Un rapporto, quello con il presidente Moratti e con tutta la società, che Ranieri sta costruendo giorno dopo giorno e nel quale lui crede perchè come lui stesso spiega "nel momento nel quale io firmo quella diventa la mia casa, quello diventa il mio credo. C'è un presidente, una società che deve marcare una linea guida e il compito dell'allenatorte è entrare in questa linea guida far si che i giocatori rispettino questa linea guida. In questo caso si può parlare di un trenop che va nella stessa direzione. Se c'è qualcosa che non va bisogna parlarne direttamente al mio presidente e mai prima con la stampa, è questo che mi hanno sempre imparato".
E speciale è anche il rapporto che Ranieri ha in poco instaurando con i tifosi interisti, l'allenatore prova a intravederne le ragioni: "Milano è conosciuta come la città dove si lavora, io ho sempre lavorato in vita mia e ho pensato che mi avrebbero apprezzato perchè avrebbero visto l'amore, la passione che metto nel mio lavoro e evidentemente quello che trasmetto ai giocatori arriva anche ai tifosi. Certo, poi i risultati fanno la loro parte...".

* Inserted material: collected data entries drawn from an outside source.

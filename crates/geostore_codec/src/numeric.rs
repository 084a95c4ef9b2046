//! Fixed-size numeric codecs.
//!
//! All numbers are big-endian.

use crate::data_type::{window, window_mut, DataType};
use crate::error::{CodecError, CodecResult};
use bytes::{Buf, BufMut};

macro_rules! numeric_data_type {
    ($(#[$doc:meta])* $name:ident, $ty:ty, $size:expr, $get:ident, $put:ident) => {
        $(#[$doc])*
        #[derive(Debug, Clone, Copy, Default, PartialEq, Eq)]
        pub struct $name;

        impl DataType for $name {
            type Value = $ty;

            fn size(&self, _value: &$ty) -> usize {
                $size
            }

            fn size_at(&self, _buf: &[u8], _position: usize) -> CodecResult<usize> {
                Ok($size)
            }

            fn fixed_size(&self) -> Option<usize> {
                Some($size)
            }

            fn write(&self, buf: &mut [u8], position: usize, value: &$ty) -> CodecResult<()> {
                window_mut(buf, position, $size)?.$put(*value);
                Ok(())
            }

            fn read(&self, buf: &[u8], position: usize) -> CodecResult<$ty> {
                Ok(window(buf, position, $size)?.$get())
            }
        }
    };
}

numeric_data_type!(
    /// Codec for `i8`.
    ByteDataType, i8, 1, get_i8, put_i8
);
numeric_data_type!(
    /// Codec for `i16`.
    ShortDataType, i16, 2, get_i16, put_i16
);
numeric_data_type!(
    /// Codec for `i32`.
    IntegerDataType, i32, 4, get_i32, put_i32
);
numeric_data_type!(
    /// Codec for `i64`. Used for keys and offsets throughout geostore.
    LongDataType, i64, 8, get_i64, put_i64
);
numeric_data_type!(
    /// Codec for `f32`.
    FloatDataType, f32, 4, get_f32, put_f32
);
numeric_data_type!(
    /// Codec for `f64`.
    DoubleDataType, f64, 8, get_f64, put_f64
);

/// Codec for an `i64` stored in its lowest `width` bytes (1 to 8).
///
/// Values are sign-extended on read; values outside the range of `width`
/// bytes are rejected on write.
#[derive(Debug, Clone, Copy, PartialEq, Eq)]
pub struct SmallLongDataType {
    width: usize,
}

impl SmallLongDataType {
    /// Creates a codec for `width`-byte integers.
    ///
    /// # Errors
    ///
    /// Returns [`CodecError::InvalidWidth`] unless `1 <= width <= 8`.
    pub fn new(width: usize) -> CodecResult<Self> {
        if !(1..=8).contains(&width) {
            return Err(CodecError::InvalidWidth { width });
        }
        Ok(Self { width })
    }

    /// Returns the configured width in bytes.
    #[must_use]
    pub fn width(&self) -> usize {
        self.width
    }

    fn fits(&self, value: i64) -> bool {
        let shift = 64 - 8 * self.width as u32;
        (value << shift) >> shift == value
    }
}

impl DataType for SmallLongDataType {
    type Value = i64;

    fn size(&self, _value: &i64) -> usize {
        self.width
    }

    fn size_at(&self, _buf: &[u8], _position: usize) -> CodecResult<usize> {
        Ok(self.width)
    }

    fn fixed_size(&self) -> Option<usize> {
        Some(self.width)
    }

    fn write(&self, buf: &mut [u8], position: usize, value: &i64) -> CodecResult<()> {
        if !self.fits(*value) {
            return Err(CodecError::OutOfRange {
                value: *value,
                width: self.width,
            });
        }
        window_mut(buf, position, self.width)?.put_int(*value, self.width);
        Ok(())
    }

    fn read(&self, buf: &[u8], position: usize) -> CodecResult<i64> {
        Ok(window(buf, position, self.width)?.get_int(self.width))
    }
}

/// Codec for an `i32` stored in its lowest `width` bytes (1 to 4).
#[derive(Debug, Clone, Copy, PartialEq, Eq)]
pub struct SmallIntegerDataType {
    inner: SmallLongDataType,
}

impl SmallIntegerDataType {
    /// Creates a codec for `width`-byte integers.
    ///
    /// # Errors
    ///
    /// Returns [`CodecError::InvalidWidth`] unless `1 <= width <= 4`.
    pub fn new(width: usize) -> CodecResult<Self> {
        if !(1..=4).contains(&width) {
            return Err(CodecError::InvalidWidth { width });
        }
        Ok(Self {
            inner: SmallLongDataType::new(width)?,
        })
    }
}

impl DataType for SmallIntegerDataType {
    type Value = i32;

    fn size(&self, _value: &i32) -> usize {
        self.inner.width
    }

    fn size_at(&self, _buf: &[u8], _position: usize) -> CodecResult<usize> {
        Ok(self.inner.width)
    }

    fn fixed_size(&self) -> Option<usize> {
        Some(self.inner.width)
    }

    fn write(&self, buf: &mut [u8], position: usize, value: &i32) -> CodecResult<()> {
        self.inner.write(buf, position, &i64::from(*value))
    }

    #[allow(clippy::cast_possible_truncation)]
    fn read(&self, buf: &[u8], position: usize) -> CodecResult<i32> {
        // sign-extended from at most 4 bytes, always in i32 range
        self.inner.read(buf, position).map(|v| v as i32)
    }
}
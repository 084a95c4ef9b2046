//! Codec round trips through variable-size lists on every backend.

use geostore_codec::{
    CoordinateArrayDataType, DataType, LongDataType, LongListDataType, MapDataType, StringDataType,
};
use geostore_core::DataMap;
use geostore_testkit::prelude::*;
use proptest::prelude::*;
use std::fmt::Debug;

const SEGMENT_SIZE: usize = 4096;

/// Appends `values` to a fresh variable-size list of every kind and reads them back.
fn round_trip<D>(data_type: D, values: &[D::Value]) -> Result<(), TestCaseError>
where
    D: DataType + Clone,
    D::Value: PartialEq + Debug,
{
    let fixture = TestMemory::new();
    for kind in ALL_KINDS {
        let name = format!("{kind:?}");
        let mut list = fixture.variable_list(kind, &name, SEGMENT_SIZE, data_type.clone());
        for (i, value) in values.iter().enumerate() {
            prop_assert_eq!(list.add(value).unwrap(), i as u64);
        }
        prop_assert_eq!(list.len(), values.len() as u64);
        for (i, value) in values.iter().enumerate() {
            prop_assert_eq!(&list.get(i as u64).unwrap(), value, "{:?}", kind);
        }
        list.clean().unwrap();
    }
    Ok(())
}

#[test]
fn coordinate_arrays_of_every_length() {
    let way = |n: usize| {
        (0..n)
            .map(|i| geostore_codec::Coordinate::new(i as f64 * 0.5, -(i as f64)))
            .collect::<Vec<_>>()
    };
    round_trip(CoordinateArrayDataType::default(), &[way(0), way(1), way(64)]).unwrap();
}

proptest! {
    #![proptest_config(ProptestConfig::with_cases(16))]

    #[test]
    fn coordinate_arrays(values in prop::collection::vec(coordinate_array_strategy(), 0..16)) {
        round_trip(CoordinateArrayDataType::default(), &values)?;
    }

    #[test]
    fn references(values in prop::collection::vec(references_strategy(), 0..32)) {
        round_trip(LongListDataType::default(), &values)?;
    }

    #[test]
    fn text(values in prop::collection::vec(text_strategy(), 0..32)) {
        round_trip(StringDataType, &values)?;
    }

    #[test]
    fn tags(values in prop::collection::vec(tags_strategy(), 0..16)) {
        round_trip(MapDataType::new(StringDataType, StringDataType), &values)?;
    }

    #[test]
    fn dense_map_keeps_every_written_node(ids in prop::collection::vec(node_id_strategy(10_000), 1..64)) {
        let fixture = TestMemory::new();
        let mut map = fixture.dense_map(geostore_storage::MemoryKind::OffHeap, "nodes", SEGMENT_SIZE, LongDataType);
        for id in &ids {
            map.put(*id, &(id + 1)).unwrap();
        }
        for id in &ids {
            prop_assert_eq!(map.get(*id).unwrap(), Some(id + 1));
        }
        let high = ids.iter().max().copied().unwrap_or(0);
        prop_assert_eq!(map.len(), high as u64 + 1);
        prop_assert_eq!(map.get(high + 1).unwrap(), None);
    }

    #[test]
    fn sorted_map_returns_the_last_duplicate(keys in sorted_keys_strategy(2_000, 128)) {
        let fixture = TestMemory::new();
        let mut map = fixture.sorted_map(geostore_storage::MemoryKind::OnHeap, "nodes", SEGMENT_SIZE, LongDataType);
        for (i, key) in keys.iter().enumerate() {
            map.put(*key, &(i as i64)).unwrap();
        }
        for key in &keys {
            let last = keys.iter().rposition(|k| k == key).unwrap();
            prop_assert_eq!(map.get(*key).unwrap(), Some(last as i64));
        }
        let mut distinct = keys.clone();
        distinct.dedup();
        prop_assert_eq!(map.len(), distinct.len() as u64);
    }
}
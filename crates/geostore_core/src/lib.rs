//! # geostore core
//!
//! Lists, maps and ingestion helpers for the coordinate and reference caches
//! of an OSM import.
//!
//! This crate provides:
//! - [`DataList`]: append-only random-access lists of fixed- or variable-size
//!   values over a [`geostore_storage::Memory`]
//! - [`DataMap`] and its strategies: [`DenseDataMap`], [`SortedDataMap`],
//!   [`IndexedDataMap`], [`HashDataMap`] and [`ReadOnlyDataMap`]
//! - [`BatchWriter`], [`import_entries`] and [`resolve_references`] for the
//!   write-then-read life cycle of a cache
//! - [`CacheConfig`] to name and open the structures of a cache
//!
//! ## Example
//!
//! ```
//! use geostore_codec::{Coordinate, CoordinateDataType};
//! use geostore_core::{CacheConfig, DataMap, ImportStats};
//! use geostore_storage::MemoryKind;
//!
//! let config = CacheConfig::new().memory_kind(MemoryKind::OnHeap).segment_size(4096);
//! let mut nodes = config.dense_map("coordinates", CoordinateDataType)?;
//! nodes.put(1, &Coordinate::new(7.44, 46.95))?;
//! nodes.put(2, &Coordinate::new(7.45, 46.96))?;
//!
//! let stats = ImportStats::new();
//! let way = geostore_core::resolve_references(&nodes, &[2, 1], &stats)?;
//! assert_eq!(way.map(|w| w.len()), Some(2));
//! # Ok::<(), geostore_core::CoreError>(())
//! ```

#![deny(unsafe_code)]
#![warn(missing_docs)]

mod cache;
mod config;
mod error;
mod list;
pub mod map;
mod stats;

pub use cache::{import_entries, resolve_references, BatchWriter};
pub use config::{CacheConfig, DEFAULT_BATCH_SIZE};
pub use error::{CoreError, CoreResult};
pub use list::DataList;
pub use map::{
    DataMap, DenseDataMap, HashDataMap, IndexedDataMap, ReadOnlyDataMap, SortedDataMap,
    DEFAULT_CHUNK_SHIFT,
};
pub use stats::{ImportSnapshot, ImportStats};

In chiusura, a chi assicura a Ranieri che diventerà parte della storia dell'Inter, l'allenatore nerazzurro risponde: "Io me lo auguro, so di essere l'allenatore di un club prestigioso. Voi lo sapete, io non ero un tifoso dell'Inter, da bambino tifavo Roma, ma una cosa posso dirla con assolutà sincerità e cioè che non mi ricordo la formazione chei ha giocato ieri sera contro il Lecce, ma una la so a memoria: Sarti, Burgnich, Facchetti, Bedin, Guarnieri, Picchi, Jair, Mazzola, Peirò, Suarez, Corso e, con questo, pensare che io sono qui grazie a Helenio Herrera. È stato lui a scegliermi ad un provino Roma, quindi devo ringraziare lui se sono qui. L'Inter quindi è sempre stata nel mio destino? E, a questo punto, forse sì..".